Problem requirements » Please reproduce verbatim the lines below, from the first through the one with "let context = ErrorContext::path(source_path);".

Dataset excerpts »
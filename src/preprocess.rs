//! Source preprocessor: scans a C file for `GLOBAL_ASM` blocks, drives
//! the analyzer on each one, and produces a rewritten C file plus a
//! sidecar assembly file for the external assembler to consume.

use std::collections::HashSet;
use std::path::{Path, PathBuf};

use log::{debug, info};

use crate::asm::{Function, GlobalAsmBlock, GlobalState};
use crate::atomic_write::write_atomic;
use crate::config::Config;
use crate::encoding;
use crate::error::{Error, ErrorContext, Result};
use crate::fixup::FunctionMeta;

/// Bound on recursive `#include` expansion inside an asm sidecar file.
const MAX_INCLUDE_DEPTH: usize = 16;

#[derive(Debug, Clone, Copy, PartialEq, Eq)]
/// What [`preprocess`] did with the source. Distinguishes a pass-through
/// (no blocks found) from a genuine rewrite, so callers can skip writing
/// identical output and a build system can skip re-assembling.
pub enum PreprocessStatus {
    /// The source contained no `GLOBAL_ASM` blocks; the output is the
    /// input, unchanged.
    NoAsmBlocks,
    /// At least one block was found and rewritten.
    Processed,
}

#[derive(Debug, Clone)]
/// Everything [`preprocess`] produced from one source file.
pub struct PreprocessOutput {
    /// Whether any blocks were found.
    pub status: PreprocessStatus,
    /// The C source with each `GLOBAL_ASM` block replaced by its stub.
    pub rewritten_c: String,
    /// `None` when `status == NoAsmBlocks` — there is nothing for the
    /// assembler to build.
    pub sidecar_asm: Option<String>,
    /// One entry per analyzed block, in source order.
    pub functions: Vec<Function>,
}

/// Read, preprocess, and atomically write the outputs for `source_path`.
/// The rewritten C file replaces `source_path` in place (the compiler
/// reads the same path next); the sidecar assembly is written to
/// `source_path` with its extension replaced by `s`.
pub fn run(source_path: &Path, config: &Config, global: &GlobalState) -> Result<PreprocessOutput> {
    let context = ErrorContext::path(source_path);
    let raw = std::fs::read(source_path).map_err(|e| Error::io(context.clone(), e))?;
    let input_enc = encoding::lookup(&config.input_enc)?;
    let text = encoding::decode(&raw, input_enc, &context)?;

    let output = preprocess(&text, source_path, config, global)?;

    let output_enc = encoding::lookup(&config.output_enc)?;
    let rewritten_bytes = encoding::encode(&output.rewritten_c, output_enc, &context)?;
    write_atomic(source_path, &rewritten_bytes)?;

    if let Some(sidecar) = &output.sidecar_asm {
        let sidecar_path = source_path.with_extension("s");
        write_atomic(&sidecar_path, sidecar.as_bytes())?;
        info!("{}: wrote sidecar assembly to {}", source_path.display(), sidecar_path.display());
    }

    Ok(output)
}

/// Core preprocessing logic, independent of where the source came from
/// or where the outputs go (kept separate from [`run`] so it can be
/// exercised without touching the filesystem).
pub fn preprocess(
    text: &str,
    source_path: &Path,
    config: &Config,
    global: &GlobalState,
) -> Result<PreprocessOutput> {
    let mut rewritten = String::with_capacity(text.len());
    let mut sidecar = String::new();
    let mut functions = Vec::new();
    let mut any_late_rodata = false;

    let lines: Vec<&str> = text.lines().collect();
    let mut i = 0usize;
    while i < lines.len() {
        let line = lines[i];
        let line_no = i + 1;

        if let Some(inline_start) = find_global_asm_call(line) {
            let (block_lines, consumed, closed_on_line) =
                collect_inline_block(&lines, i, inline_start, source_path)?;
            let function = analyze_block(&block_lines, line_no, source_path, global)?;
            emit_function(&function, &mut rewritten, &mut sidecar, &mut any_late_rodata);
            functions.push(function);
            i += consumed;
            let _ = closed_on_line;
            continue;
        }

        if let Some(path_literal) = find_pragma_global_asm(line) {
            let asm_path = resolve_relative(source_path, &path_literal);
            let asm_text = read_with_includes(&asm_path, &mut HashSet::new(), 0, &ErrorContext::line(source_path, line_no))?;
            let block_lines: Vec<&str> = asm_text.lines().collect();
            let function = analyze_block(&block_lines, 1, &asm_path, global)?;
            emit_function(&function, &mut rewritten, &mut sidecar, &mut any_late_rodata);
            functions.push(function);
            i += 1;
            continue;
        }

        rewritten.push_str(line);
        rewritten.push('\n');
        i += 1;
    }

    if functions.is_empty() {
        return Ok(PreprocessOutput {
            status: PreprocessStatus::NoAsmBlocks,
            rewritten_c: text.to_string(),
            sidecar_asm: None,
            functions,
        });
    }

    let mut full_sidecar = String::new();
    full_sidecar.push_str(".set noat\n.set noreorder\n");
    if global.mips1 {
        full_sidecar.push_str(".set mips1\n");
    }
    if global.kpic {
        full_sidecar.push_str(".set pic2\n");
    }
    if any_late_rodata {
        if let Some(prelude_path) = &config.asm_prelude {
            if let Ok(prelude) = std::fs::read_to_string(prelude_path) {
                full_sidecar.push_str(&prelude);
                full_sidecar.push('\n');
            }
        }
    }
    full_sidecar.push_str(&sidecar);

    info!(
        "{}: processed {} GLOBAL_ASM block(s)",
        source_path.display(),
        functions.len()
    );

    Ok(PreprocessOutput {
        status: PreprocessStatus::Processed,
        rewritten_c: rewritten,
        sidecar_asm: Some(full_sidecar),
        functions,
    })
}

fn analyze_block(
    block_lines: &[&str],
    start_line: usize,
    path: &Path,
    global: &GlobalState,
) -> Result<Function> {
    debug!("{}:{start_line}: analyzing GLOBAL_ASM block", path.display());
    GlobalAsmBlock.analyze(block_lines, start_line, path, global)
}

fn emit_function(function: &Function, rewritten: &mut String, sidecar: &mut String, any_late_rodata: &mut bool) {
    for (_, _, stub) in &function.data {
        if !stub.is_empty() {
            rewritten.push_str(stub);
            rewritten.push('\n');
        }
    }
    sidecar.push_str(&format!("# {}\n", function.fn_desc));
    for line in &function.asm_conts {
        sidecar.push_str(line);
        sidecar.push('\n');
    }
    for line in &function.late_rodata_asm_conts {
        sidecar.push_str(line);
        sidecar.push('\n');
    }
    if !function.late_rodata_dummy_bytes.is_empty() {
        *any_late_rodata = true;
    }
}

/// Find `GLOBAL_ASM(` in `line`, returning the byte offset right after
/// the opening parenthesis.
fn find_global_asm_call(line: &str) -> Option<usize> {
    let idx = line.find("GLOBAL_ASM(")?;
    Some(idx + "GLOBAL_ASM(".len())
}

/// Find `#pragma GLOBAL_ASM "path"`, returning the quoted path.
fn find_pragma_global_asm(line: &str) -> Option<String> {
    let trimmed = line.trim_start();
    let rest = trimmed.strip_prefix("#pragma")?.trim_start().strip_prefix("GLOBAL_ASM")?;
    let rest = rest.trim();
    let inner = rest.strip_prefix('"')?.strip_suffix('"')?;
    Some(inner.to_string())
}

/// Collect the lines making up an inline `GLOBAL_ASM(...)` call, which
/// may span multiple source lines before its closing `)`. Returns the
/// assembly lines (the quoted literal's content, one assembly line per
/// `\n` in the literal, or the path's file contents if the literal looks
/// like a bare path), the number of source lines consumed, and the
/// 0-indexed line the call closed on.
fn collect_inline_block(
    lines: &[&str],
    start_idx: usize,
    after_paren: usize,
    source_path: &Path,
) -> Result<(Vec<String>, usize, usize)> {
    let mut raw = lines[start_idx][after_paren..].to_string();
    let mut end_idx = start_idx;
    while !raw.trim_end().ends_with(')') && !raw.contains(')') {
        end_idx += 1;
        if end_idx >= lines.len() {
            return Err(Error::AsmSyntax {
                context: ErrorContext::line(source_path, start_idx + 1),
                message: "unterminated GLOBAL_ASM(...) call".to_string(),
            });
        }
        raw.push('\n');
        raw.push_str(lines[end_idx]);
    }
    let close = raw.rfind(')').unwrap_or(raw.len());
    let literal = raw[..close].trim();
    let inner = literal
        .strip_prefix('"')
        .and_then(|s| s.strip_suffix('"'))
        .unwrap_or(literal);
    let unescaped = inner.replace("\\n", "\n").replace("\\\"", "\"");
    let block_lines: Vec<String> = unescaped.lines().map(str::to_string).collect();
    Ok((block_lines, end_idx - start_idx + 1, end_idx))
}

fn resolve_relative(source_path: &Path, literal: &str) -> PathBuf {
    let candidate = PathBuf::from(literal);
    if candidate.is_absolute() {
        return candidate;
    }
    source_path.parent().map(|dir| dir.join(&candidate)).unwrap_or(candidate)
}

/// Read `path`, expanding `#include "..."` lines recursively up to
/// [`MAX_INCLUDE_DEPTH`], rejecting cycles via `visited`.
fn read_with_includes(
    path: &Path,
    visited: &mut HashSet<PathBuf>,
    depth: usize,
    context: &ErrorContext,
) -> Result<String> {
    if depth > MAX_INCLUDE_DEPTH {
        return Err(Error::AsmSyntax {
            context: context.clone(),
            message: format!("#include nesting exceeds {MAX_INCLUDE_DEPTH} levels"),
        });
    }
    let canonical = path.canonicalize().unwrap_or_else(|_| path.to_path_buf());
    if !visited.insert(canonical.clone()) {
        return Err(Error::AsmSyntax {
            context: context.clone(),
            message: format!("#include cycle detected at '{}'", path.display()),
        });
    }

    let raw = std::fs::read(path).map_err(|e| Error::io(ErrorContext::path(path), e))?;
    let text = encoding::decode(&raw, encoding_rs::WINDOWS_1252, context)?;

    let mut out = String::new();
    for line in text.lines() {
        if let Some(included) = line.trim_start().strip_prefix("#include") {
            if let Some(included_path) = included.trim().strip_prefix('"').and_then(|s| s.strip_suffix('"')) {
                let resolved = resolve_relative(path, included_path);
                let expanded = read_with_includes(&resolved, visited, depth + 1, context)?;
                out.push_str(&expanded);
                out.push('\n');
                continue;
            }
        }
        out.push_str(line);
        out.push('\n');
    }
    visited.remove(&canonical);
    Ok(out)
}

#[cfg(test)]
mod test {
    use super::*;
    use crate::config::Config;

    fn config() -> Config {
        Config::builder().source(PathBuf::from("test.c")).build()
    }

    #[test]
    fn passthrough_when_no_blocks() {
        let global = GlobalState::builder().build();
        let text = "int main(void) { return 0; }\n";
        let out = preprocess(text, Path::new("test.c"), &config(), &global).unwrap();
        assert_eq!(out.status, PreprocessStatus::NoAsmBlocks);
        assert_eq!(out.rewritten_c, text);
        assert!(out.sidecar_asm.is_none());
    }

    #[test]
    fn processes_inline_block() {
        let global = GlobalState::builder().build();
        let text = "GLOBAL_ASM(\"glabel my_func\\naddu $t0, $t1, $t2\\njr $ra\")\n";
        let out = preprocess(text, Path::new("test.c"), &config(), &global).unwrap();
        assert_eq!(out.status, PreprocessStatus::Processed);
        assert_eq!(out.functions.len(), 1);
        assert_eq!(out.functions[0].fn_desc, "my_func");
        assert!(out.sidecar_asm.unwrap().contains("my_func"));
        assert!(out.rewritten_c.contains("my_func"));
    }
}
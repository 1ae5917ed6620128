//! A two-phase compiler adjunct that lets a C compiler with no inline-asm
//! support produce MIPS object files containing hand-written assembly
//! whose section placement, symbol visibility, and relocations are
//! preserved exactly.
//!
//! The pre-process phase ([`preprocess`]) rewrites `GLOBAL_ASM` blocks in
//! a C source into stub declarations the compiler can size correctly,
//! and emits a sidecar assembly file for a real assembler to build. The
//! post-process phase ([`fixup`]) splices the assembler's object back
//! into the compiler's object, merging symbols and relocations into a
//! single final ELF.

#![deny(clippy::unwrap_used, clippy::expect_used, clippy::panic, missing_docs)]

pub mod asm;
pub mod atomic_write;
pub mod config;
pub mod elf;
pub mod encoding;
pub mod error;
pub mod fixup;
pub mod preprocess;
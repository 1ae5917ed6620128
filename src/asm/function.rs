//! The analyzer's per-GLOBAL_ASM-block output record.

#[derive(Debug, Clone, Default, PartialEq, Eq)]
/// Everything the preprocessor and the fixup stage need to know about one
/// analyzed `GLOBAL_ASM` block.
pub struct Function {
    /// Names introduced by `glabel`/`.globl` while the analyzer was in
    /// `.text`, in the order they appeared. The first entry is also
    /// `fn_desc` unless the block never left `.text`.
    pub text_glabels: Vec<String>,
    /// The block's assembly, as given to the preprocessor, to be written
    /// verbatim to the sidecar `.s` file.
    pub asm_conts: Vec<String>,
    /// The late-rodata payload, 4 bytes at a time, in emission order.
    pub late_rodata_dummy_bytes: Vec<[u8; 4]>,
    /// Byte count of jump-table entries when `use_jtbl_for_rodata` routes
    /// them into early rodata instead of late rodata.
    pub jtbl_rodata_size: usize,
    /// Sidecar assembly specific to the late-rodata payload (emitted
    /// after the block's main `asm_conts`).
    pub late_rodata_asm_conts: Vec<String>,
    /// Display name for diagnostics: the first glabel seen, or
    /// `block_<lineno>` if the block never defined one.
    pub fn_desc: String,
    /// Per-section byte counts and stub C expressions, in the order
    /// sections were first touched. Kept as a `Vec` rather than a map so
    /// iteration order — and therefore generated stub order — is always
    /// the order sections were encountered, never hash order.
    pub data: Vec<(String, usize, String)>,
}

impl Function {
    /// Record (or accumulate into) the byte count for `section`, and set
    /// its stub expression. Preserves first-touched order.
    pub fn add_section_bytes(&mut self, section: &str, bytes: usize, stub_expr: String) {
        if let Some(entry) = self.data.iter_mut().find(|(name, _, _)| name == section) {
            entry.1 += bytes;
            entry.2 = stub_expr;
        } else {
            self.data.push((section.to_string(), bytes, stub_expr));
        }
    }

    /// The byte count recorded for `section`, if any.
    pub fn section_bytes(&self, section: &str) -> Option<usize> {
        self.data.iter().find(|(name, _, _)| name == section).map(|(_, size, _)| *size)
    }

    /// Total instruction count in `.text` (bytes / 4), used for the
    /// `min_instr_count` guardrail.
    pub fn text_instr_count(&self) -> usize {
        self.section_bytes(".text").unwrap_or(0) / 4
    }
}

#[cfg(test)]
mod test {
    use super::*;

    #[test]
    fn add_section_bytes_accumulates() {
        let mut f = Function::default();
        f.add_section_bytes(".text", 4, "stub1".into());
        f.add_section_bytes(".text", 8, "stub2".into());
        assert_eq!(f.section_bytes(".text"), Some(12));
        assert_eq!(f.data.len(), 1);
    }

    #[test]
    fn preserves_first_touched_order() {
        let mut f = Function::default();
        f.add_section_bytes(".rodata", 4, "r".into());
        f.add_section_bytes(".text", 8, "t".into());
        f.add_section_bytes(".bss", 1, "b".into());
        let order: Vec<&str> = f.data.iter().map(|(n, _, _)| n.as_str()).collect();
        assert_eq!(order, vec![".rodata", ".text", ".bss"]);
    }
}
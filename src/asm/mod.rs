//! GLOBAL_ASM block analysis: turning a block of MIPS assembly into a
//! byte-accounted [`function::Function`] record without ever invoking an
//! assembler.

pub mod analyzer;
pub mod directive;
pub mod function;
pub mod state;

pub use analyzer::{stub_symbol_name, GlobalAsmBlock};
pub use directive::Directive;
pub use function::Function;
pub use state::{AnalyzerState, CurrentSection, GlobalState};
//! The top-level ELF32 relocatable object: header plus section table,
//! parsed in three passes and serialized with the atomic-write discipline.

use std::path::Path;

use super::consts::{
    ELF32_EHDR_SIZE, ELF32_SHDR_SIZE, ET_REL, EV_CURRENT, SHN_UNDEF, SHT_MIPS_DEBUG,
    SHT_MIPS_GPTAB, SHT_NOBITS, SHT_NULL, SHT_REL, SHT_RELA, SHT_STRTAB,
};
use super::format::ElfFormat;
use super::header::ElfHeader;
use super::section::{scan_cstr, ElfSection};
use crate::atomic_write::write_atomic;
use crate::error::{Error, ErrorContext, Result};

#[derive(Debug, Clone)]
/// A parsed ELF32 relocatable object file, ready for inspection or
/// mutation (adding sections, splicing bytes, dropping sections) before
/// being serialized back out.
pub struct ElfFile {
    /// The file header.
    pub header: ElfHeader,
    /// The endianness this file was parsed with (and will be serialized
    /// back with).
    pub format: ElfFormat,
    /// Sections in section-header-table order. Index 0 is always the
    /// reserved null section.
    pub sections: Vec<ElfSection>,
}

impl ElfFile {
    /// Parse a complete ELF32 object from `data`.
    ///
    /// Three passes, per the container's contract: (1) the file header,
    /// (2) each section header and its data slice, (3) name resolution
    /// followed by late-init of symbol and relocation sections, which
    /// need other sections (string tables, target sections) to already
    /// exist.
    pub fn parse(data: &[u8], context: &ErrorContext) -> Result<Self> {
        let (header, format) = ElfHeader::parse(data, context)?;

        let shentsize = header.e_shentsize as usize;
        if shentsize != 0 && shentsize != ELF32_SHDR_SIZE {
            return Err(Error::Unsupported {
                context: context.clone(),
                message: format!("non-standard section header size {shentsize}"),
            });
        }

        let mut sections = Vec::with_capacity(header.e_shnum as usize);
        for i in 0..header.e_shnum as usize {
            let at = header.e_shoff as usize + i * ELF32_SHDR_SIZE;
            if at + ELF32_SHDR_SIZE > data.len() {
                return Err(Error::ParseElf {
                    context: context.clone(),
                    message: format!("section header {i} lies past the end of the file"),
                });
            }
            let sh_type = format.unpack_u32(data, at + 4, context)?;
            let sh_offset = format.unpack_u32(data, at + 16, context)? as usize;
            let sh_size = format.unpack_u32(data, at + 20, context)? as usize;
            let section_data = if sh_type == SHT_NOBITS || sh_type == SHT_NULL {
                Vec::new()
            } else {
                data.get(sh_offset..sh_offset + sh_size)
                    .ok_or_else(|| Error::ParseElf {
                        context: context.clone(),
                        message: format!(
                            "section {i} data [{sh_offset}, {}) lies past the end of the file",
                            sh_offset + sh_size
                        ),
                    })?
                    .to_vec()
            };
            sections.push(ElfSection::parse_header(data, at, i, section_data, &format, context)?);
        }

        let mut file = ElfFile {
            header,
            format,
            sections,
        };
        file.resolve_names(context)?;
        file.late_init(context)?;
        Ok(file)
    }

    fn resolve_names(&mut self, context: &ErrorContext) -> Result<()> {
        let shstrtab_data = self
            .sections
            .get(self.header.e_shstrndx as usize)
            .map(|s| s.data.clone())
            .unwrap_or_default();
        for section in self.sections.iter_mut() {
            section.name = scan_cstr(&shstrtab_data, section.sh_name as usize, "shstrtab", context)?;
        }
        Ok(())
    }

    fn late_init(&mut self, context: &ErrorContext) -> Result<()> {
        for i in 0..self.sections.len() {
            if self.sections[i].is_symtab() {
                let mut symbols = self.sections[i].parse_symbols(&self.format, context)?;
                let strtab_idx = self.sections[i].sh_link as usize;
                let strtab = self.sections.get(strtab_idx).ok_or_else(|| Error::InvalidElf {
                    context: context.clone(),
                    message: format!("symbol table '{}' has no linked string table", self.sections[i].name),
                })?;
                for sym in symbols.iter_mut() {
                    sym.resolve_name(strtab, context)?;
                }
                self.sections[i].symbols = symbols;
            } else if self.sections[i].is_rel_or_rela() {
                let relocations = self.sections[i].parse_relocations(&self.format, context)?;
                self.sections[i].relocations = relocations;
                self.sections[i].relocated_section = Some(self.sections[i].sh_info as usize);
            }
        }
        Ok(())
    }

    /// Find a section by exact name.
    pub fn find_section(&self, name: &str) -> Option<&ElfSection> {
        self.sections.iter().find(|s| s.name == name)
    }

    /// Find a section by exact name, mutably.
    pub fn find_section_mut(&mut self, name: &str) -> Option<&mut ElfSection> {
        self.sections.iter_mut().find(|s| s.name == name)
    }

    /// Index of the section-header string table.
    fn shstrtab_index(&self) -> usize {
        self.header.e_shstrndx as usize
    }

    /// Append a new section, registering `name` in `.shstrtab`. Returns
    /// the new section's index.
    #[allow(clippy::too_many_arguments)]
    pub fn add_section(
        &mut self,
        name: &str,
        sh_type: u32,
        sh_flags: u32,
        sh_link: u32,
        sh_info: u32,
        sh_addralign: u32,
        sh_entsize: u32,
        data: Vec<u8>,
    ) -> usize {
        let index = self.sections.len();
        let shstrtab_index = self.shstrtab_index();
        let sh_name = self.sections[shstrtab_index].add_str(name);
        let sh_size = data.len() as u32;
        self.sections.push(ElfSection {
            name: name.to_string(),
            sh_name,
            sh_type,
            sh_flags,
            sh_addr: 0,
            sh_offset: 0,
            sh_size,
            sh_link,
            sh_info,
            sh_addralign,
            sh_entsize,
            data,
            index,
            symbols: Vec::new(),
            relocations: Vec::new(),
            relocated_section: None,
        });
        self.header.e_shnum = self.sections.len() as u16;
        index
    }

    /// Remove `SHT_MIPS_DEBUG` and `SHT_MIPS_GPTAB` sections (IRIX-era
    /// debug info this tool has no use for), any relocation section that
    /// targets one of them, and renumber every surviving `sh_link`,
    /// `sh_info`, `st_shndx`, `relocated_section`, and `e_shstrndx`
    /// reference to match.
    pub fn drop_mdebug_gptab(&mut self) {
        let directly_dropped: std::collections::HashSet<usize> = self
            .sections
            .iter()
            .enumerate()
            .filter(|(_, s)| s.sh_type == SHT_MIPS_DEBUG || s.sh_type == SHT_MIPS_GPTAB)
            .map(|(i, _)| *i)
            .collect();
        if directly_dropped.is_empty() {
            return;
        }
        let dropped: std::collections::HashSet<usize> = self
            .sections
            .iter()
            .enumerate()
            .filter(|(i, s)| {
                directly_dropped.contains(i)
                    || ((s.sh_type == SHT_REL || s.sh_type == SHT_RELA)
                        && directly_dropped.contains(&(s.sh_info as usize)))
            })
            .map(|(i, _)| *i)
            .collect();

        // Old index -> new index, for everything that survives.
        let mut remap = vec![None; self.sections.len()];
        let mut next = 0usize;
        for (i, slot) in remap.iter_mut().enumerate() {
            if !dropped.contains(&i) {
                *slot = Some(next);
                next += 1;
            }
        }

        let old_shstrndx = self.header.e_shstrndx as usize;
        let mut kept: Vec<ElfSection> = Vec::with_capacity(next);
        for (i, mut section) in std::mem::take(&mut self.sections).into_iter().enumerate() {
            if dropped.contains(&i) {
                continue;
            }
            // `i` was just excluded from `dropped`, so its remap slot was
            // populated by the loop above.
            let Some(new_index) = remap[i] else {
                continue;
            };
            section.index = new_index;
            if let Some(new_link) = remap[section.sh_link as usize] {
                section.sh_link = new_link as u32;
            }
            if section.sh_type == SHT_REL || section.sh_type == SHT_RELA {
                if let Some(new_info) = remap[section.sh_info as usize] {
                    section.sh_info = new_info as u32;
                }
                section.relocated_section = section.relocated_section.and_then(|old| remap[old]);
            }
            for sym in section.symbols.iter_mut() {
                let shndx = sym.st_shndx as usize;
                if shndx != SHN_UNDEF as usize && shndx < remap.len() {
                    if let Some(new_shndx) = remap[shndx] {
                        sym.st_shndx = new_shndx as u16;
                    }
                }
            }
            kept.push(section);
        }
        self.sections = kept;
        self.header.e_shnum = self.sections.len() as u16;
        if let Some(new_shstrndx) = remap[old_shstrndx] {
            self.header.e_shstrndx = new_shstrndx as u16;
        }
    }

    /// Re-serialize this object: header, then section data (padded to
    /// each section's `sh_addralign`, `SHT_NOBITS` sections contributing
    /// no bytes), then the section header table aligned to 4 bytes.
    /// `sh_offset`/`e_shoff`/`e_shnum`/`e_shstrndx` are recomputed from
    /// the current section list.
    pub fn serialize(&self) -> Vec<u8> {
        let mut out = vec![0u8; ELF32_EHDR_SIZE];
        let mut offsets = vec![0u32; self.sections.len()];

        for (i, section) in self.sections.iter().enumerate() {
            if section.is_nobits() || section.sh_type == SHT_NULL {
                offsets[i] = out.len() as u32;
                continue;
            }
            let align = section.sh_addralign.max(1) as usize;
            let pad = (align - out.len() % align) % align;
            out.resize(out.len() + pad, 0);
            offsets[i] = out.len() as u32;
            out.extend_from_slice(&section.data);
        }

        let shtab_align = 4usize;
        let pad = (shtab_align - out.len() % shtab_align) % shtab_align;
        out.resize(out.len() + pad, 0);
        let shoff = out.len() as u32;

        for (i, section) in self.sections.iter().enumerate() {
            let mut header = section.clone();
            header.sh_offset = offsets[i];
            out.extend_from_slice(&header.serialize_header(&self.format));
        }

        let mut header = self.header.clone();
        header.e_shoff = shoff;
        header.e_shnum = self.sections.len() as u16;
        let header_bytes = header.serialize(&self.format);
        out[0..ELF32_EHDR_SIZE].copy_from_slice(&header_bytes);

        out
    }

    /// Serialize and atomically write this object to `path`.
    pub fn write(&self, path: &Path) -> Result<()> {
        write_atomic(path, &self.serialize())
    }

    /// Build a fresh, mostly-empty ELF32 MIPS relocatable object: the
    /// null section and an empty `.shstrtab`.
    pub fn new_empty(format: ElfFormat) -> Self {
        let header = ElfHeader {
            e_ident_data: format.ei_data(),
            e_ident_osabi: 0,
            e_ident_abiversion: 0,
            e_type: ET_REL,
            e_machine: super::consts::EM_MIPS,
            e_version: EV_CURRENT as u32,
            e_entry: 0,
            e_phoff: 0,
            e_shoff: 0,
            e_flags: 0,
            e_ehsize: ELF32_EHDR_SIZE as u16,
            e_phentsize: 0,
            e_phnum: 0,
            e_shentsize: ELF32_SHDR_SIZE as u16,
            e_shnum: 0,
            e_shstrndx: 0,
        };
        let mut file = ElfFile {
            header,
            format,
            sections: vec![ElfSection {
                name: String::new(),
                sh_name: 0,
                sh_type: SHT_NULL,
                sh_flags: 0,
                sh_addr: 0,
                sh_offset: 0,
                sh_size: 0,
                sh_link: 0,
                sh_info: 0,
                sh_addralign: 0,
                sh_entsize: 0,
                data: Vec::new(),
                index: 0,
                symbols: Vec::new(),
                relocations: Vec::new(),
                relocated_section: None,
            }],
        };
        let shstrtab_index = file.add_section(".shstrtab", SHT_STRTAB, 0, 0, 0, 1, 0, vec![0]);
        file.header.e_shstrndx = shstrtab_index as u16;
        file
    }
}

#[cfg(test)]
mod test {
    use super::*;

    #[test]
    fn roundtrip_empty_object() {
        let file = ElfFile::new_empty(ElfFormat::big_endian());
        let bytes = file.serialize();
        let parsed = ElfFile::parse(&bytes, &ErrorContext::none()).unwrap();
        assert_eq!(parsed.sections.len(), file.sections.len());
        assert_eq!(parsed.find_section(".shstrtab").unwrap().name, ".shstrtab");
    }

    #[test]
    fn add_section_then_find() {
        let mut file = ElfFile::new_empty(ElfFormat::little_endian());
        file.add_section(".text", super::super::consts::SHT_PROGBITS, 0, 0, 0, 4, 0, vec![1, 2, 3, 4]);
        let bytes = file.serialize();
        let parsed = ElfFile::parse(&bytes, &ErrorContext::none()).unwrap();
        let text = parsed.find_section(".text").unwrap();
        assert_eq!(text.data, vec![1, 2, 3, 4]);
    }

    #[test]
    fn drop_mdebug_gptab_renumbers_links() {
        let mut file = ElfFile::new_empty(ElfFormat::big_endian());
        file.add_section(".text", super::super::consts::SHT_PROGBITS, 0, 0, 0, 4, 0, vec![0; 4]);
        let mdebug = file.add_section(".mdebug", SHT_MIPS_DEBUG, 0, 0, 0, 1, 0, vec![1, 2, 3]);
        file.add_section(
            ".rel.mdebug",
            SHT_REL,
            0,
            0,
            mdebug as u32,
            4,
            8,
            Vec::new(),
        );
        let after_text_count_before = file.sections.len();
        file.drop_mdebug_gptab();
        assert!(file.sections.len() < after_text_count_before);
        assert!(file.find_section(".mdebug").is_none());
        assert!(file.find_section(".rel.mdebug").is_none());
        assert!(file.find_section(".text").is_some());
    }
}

Reply »
filename src/preprocess.rs
//! Source preprocessor: scans a C file for `GLOBAL_ASM` blocks, drives
//! the analyzer on each one, and produces a rewritten C file plus a
//! sidecar assembly file for the external assembler to consume.

use std::collections::HashSet;
use std::path::{Path, PathBuf};

use log::{debug, info};

use crate::asm::{Function, GlobalAsmBlock, GlobalState};
use crate::atomic_write::write_atomic;
use crate::config::Config;
use crate::encoding;
use crate::error::{Error, ErrorContext, Result};
use crate::fixup::FunctionMeta;

/// Bound on recursive `#include` expansion inside an asm sidecar file.
const MAX_INCLUDE_DEPTH: usize = 16;

#[derive(Debug, Clone, Copy, PartialEq, Eq)]
/// What [`preprocess`] did with the source. Distinguishes a pass-through
/// (no blocks found) from a genuine rewrite, so callers can skip writing
/// identical output and a build system can skip re-assembling.
pub enum PreprocessStatus {
    /// The source contained no `GLOBAL_ASM` blocks; the output is the
    /// input, unchanged.
    NoAsmBlocks,
    /// At least one block was found and rewritten.
    Processed,
}

#[derive(Debug, Clone)]
/// Everything [`preprocess`] produced from one source file.
pub struct PreprocessOutput {
    /// Whether any blocks were found.
    pub status: PreprocessStatus,
    /// The C source with each `GLOBAL_ASM` block replaced by its stub.
    pub rewritten_c: String,
    /// `None` when `status == NoAsmBlocks` — there is nothing for the
    /// assembler to build.
    pub sidecar_asm: Option<String>,
    /// One entry per analyzed block, in source order.
    pub functions: Vec<Function>,
}

/// Read, preprocess, and atomically write the outputs for `source_path`.
/// The rewritten C file replaces `source_path` in place (the compiler
/// reads the same path next); the sidecar assembly is written to
/// `source_path` with its extension replaced by `s`.
pub fn run(source_path: &Path, config: &Config, global: &GlobalState) -> Result<PreprocessOutput> {
    let context = ErrorContext::path(source_path);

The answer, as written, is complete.